◆ **WORK ITEM**:
Reproduce the listing below exactly, from its first line down to and including the line with "impl core::fmt::Display for".

◆ **DATA SUPPLIED**:
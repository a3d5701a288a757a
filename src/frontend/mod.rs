use std::path::PathBuf;

use colored::Colorize;
use thiserror::Error;

use self::lexer::Span;

pub mod ast;
pub mod intern;
pub mod lexer;
pub mod parser;

#[derive(Debug)]
pub struct SourceFile {
    pub contents: String,
    pub origin: SourceFileOrigin,
}

impl SourceFile {
    pub fn new_in_memory(contents: impl Into<String>) -> Self {
        Self {
            contents: contents.into(),
            origin: SourceFileOrigin::Memory,
        }
    }

    pub fn value_of_span(&self, span: Span) -> &str {
        &self.contents[span.start..span.end]
    }

    /// 1-based line number of a byte position
    pub fn row_for_position(&self, position: usize) -> usize {
        self.contents[..position.min(self.contents.len())]
            .bytes()
            .filter(|b| *b == b'\n')
            .count()
            + 1
    }

    /// 1-based column number of a byte position
    pub fn column_for_position(&self, position: usize) -> usize {
        let position = position.min(self.contents.len());
        let line_start = self.contents[..position]
            .rfind('\n')
            .map(|i| i + 1)
            .unwrap_or(0);

        self.contents[line_start..position].chars().count() + 1
    }

    /// Prints the line containing the span to stderr with a caret marker
    /// underneath the offending region
    pub fn highlight_span(&self, span: Span) {
        let start = span.start.min(self.contents.len());
        let line_start = self.contents[..start]
            .rfind('\n')
            .map(|i| i + 1)
            .unwrap_or(0);
        let line_end = self.contents[line_start..]
            .find('\n')
            .map(|i| line_start + i)
            .unwrap_or(self.contents.len());

        let line = &self.contents[line_start..line_end];
        let offset = self.contents[line_start..start].chars().count();
        let width = self
            .value_of_span(Span::new(start, span.end.min(line_end)))
            .chars()
            .count()
            .max(1);

        eprintln!("  {line}");
        eprintln!("  {}{}", " ".repeat(offset), "^".repeat(width).red());
    }
}

#[derive(Debug)]
pub enum SourceFileOrigin {
    Memory,
    File(PathBuf),
}

impl core::fmt::Display for SourceFileOrigin {
    fn fmt(&self, f: &mut std::fmt::Formatter<'_>) -> std::fmt::Result {
        match self {
            SourceFileOrigin::Memory => f.write_str("<memory>"),
            SourceFileOrigin::File(path) => f.write_fmt(format_args!("{}", path.display())),
        }
    }
}

/// A lexing or parsing failure. The first one encountered aborts the whole
/// parse; there is no recovery.
#[derive(Debug, Clone, Error)]
#[error("line {line}, column {column}: {message}")]
pub struct SyntaxError {
    pub message: String,
    pub line: usize,
    pub column: usize,
    pub span: Span,
}

impl SyntaxError {
    pub fn new(source: &SourceFile, span: Span, message: impl Into<String>) -> Self {
        Self {
            message: message.into(),
            line: source.row_for_position(span.start),
            column: source.column_for_position(span.start),
            span,
        }
    }
}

◆ **THE COMPLETED TASK**:
repository a3d5701a288a757a
filename src/frontend/mod.rs
use std::path::PathBuf;

use colored::Colorize;
use thiserror::Error;

use self::lexer::Span;

pub mod ast;
pub mod intern;
pub mod lexer;
pub mod parser;

#[derive(Debug)]
pub struct SourceFile {
    pub contents: String,
    pub origin: SourceFileOrigin,
}

impl SourceFile {
    pub fn new_in_memory(contents: impl Into<String>) -> Self {
        Self {
            contents: contents.into(),
            origin: SourceFileOrigin::Memory,
        }
    }

    pub fn value_of_span(&self, span: Span) -> &str {
        &self.contents[span.start..span.end]
    }

    /// 1-based line number of a byte position
    pub fn row_for_position(&self, position: usize) -> usize {
        self.contents[..position.min(self.contents.len())]
            .bytes()
            .filter(|b| *b == b'\n')
            .count()
            + 1
    }

    /// 1-based column number of a byte position
    pub fn column_for_position(&self, position: usize) -> usize {
        let position = position.min(self.contents.len());
        let line_start = self.contents[..position]
            .rfind('\n')
            .map(|i| i + 1)
            .unwrap_or(0);

        self.contents[line_start..position].chars().count() + 1
    }

    /// Prints the line containing the span to stderr with a caret marker
    /// underneath the offending region
    pub fn highlight_span(&self, span: Span) {
        let start = span.start.min(self.contents.len());
        let line_start = self.contents[..start]
            .rfind('\n')
            .map(|i| i + 1)
            .unwrap_or(0);
        let line_end = self.contents[line_start..]
            .find('\n')
            .map(|i| line_start + i)
            .unwrap_or(self.contents.len());

        let line = &self.contents[line_start..line_end];
        let offset = self.contents[line_start..start].chars().count();
        let width = self
            .value_of_span(Span::new(start, span.end.min(line_end)))
            .chars()
            .count()
            .max(1);

        eprintln!("  {line}");
        eprintln!("  {}{}", " ".repeat(offset), "^".repeat(width).red());
    }
}

#[derive(Debug)]
pub enum SourceFileOrigin {
    Memory,
    File(PathBuf),
}

impl core::fmt::Display for SourceFileOrigin {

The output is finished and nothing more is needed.